- The task:
Work out how many lines of the listing below include the string "crate", and give that number alone.

- Data records:
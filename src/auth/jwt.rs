use std::time::Duration;

use axum::{
    async_trait,
    extract::{FromRef, FromRequestParts},
    http::request::Parts,
};
use jsonwebtoken::{decode, encode, Algorithm, DecodingKey, EncodingKey, Header, Validation};
use serde::{Deserialize, Serialize};
use time::{Duration as TimeDuration, OffsetDateTime};
use tracing::{debug, warn};
use uuid::Uuid;

use crate::auth::ROLE_ADMIN;
use crate::config::JwtConfig;
use crate::error::AppError;
use crate::state::AppState;

/// Claims carried by every issued token.
#[derive(Debug, Serialize, Deserialize, Clone)]
pub struct Claims {
    pub sub: Uuid,    // user ID
    pub role: String, // admin or user
    pub exp: usize,
    pub iat: usize,
    pub iss: String,
}

/// Holds JWT signing and verification keys with config data.
#[derive(Clone)]
pub struct JwtKeys {
    pub encoding: EncodingKey,
    pub decoding: DecodingKey,
    pub issuer: String,
    pub expiry: Duration,
}

impl FromRef<AppState> for JwtKeys {
    fn from_ref(state: &AppState) -> Self {
        let JwtConfig {
            secret,
            issuer,
            expiry_hours,
        } = state.config.jwt.clone();
        Self {
            encoding: EncodingKey::from_secret(secret.as_bytes()),
            decoding: DecodingKey::from_secret(secret.as_bytes()),
            issuer,
            expiry: Duration::from_secs((expiry_hours as u64) * 3600),
        }
    }
}

impl JwtKeys {
    pub fn sign(&self, user_id: Uuid, role: &str) -> anyhow::Result<String> {
        let now = OffsetDateTime::now_utc();
        let exp = now + TimeDuration::seconds(self.expiry.as_secs() as i64);
        let claims = Claims {
            sub: user_id,
            role: role.to_string(),
            exp: exp.unix_timestamp() as usize,
            iat: now.unix_timestamp() as usize,
            iss: self.issuer.clone(),
        };
        let token = encode(&Header::default(), &claims, &self.encoding)?;
        debug!(user_id = %user_id, role, "jwt signed");
        Ok(token)
    }

    /// Verify signature, expiry, issuer and algorithm; only HS256 is accepted.
    pub fn verify(&self, token: &str) -> anyhow::Result<Claims> {
        let mut validation = Validation::new(Algorithm::HS256);
        validation.set_issuer(std::slice::from_ref(&self.issuer));
        let data = decode::<Claims>(token, &self.decoding, &validation)?;
        debug!(user_id = %data.claims.sub, "jwt verified");
        Ok(data.claims)
    }
}

/// Authenticated caller extracted from the bearer token.
#[derive(Debug)]
pub struct AuthUser {
    pub id: Uuid,
    pub role: String,
}

#[async_trait]
impl<S> FromRequestParts<S> for AuthUser
where
    S: Send + Sync,
    JwtKeys: FromRef<S>,
{
    type Rejection = AppError;

    async fn from_request_parts(parts: &mut Parts, state: &S) -> Result<Self, Self::Rejection> {
        let keys = JwtKeys::from_ref(state);
        let auth_header = parts
            .headers
            .get(axum::http::header::AUTHORIZATION)
            .and_then(|v| v.to_str().ok())
            .ok_or_else(|| AppError::unauthorized("Missing Authorization header"))?;

        let token = auth_header
            .strip_prefix("Bearer ")
            .ok_or_else(|| AppError::unauthorized("Invalid Authorization header"))?;

        let claims = match keys.verify(token) {
            Ok(c) => c,
            Err(_) => {
                warn!("invalid or expired token");
                return Err(AppError::unauthorized("Invalid or expired token"));
            }
        };

        Ok(AuthUser {
            id: claims.sub,
            role: claims.role,
        })
    }
}

/// Caller whose token carries the admin role.
#[derive(Debug)]
pub struct AdminUser(pub Uuid);

#[async_trait]
impl<S> FromRequestParts<S> for AdminUser
where
    S: Send + Sync,
    JwtKeys: FromRef<S>,
{
    type Rejection = AppError;

    async fn from_request_parts(parts: &mut Parts, state: &S) -> Result<Self, Self::Rejection> {
        let user = AuthUser::from_request_parts(parts, state).await?;
        if user.role != ROLE_ADMIN {
            return Err(AppError::forbidden("Administrator access required"));
        }
        Ok(AdminUser(user.id))
    }
}

#[cfg(test)]
mod tests {
    use super::*;
    use crate::auth::ROLE_USER;
    use axum::http::Request;

    fn make_keys() -> JwtKeys {
        let state = AppState::fake();
        JwtKeys::from_ref(&state)
    }

    #[tokio::test]
    async fn sign_and_verify_roundtrip() {
        let keys = make_keys();
        let user_id = Uuid::new_v4();
        let token = keys.sign(user_id, ROLE_USER).expect("sign");
        let claims = keys.verify(&token).expect("verify");
        assert_eq!(claims.sub, user_id);
        assert_eq!(claims.role, ROLE_USER);
        assert_eq!(claims.iss, "test-issuer");
    }

    #[tokio::test]
    async fn verify_rejects_other_secret() {
        let keys = make_keys();
        let other = JwtKeys {
            encoding: EncodingKey::from_secret(b"other-secret"),
            decoding: DecodingKey::from_secret(b"other-secret"),
            issuer: "test-issuer".into(),
            expiry: Duration::from_secs(3600),
        };
        let token = other.sign(Uuid::new_v4(), ROLE_USER).expect("sign");
        assert!(keys.verify(&token).is_err());
    }

    #[tokio::test]
    async fn verify_rejects_expired_token() {
        let keys = make_keys();
        let now = OffsetDateTime::now_utc();
        let claims = Claims {
            sub: Uuid::new_v4(),
            role: ROLE_USER.into(),
            exp: (now - TimeDuration::hours(2)).unix_timestamp() as usize,
            iat: (now - TimeDuration::hours(3)).unix_timestamp() as usize,
            iss: "test-issuer".into(),
        };
        let token = encode(&Header::default(), &claims, &keys.encoding).expect("encode");
        assert!(keys.verify(&token).is_err());
    }

    #[tokio::test]
    async fn verify_rejects_wrong_algorithm() {
        let keys = make_keys();
        let now = OffsetDateTime::now_utc();
        let claims = Claims {
            sub: Uuid::new_v4(),
            role: ROLE_USER.into(),
            exp: (now + TimeDuration::hours(1)).unix_timestamp() as usize,
            iat: now.unix_timestamp() as usize,
            iss: "test-issuer".into(),
        };
        let token =
            encode(&Header::new(Algorithm::HS384), &claims, &keys.encoding).expect("encode");
        assert!(keys.verify(&token).is_err());
    }

    #[tokio::test]
    async fn verify_rejects_wrong_issuer() {
        let keys = make_keys();
        let now = OffsetDateTime::now_utc();
        let claims = Claims {
            sub: Uuid::new_v4(),
            role: ROLE_USER.into(),
            exp: (now + TimeDuration::hours(1)).unix_timestamp() as usize,
            iat: now.unix_timestamp() as usize,
            iss: "someone-else".into(),
        };
        let token = encode(&Header::default(), &claims, &keys.encoding).expect("encode");
        assert!(keys.verify(&token).is_err());
    }

    #[tokio::test]
    async fn verify_rejects_malformed_tokens() {
        let keys = make_keys();
        assert!(keys.verify("not-a-jwt").is_err());
        assert!(keys.verify("a.b").is_err());
        assert!(keys.verify("").is_err());
    }

    #[tokio::test]
    async fn auth_extractor_accepts_valid_bearer_token() {
        let state = AppState::fake();
        let keys = JwtKeys::from_ref(&state);
        let user_id = Uuid::new_v4();
        let token = keys.sign(user_id, ROLE_USER).expect("sign");

        let request = Request::builder()
            .header("Authorization", format!("Bearer {token}"))
            .body(())
            .expect("request");
        let (mut parts, _) = request.into_parts();

        let user = AuthUser::from_request_parts(&mut parts, &state)
            .await
            .expect("extract");
        assert_eq!(user.id, user_id);
        assert_eq!(user.role, ROLE_USER);
    }

    #[tokio::test]
    async fn auth_extractor_rejects_missing_header() {
        let state = AppState::fake();
        let request = Request::builder().body(()).expect("request");
        let (mut parts, _) = request.into_parts();

        let err = AuthUser::from_request_parts(&mut parts, &state)
            .await
            .unwrap_err();
        assert!(matches!(err, AppError::Unauthorized(_)));
    }

    #[tokio::test]
    async fn admin_extractor_rejects_plain_user() {
        let state = AppState::fake();
        let keys = JwtKeys::from_ref(&state);
        let token = keys.sign(Uuid::new_v4(), ROLE_USER).expect("sign");

        let request = Request::builder()
            .header("Authorization", format!("Bearer {token}"))
            .body(())
            .expect("request");
        let (mut parts, _) = request.into_parts();

        let err = AdminUser::from_request_parts(&mut parts, &state)
            .await
            .unwrap_err();
        assert!(matches!(err, AppError::Forbidden(_)));
    }

    #[tokio::test]
    async fn admin_extractor_accepts_admin_token() {
        let state = AppState::fake();
        let keys = JwtKeys::from_ref(&state);
        let admin_id = Uuid::new_v4();
        let token = keys.sign(admin_id, ROLE_ADMIN).expect("sign");

        let request = Request::builder()
            .header("Authorization", format!("Bearer {token}"))
            .body(())
            .expect("request");
        let (mut parts, _) = request.into_parts();

        let AdminUser(id) = AdminUser::from_request_parts(&mut parts, &state)
            .await
            .expect("extract");
        assert_eq!(id, admin_id);
    }
}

- Response:
5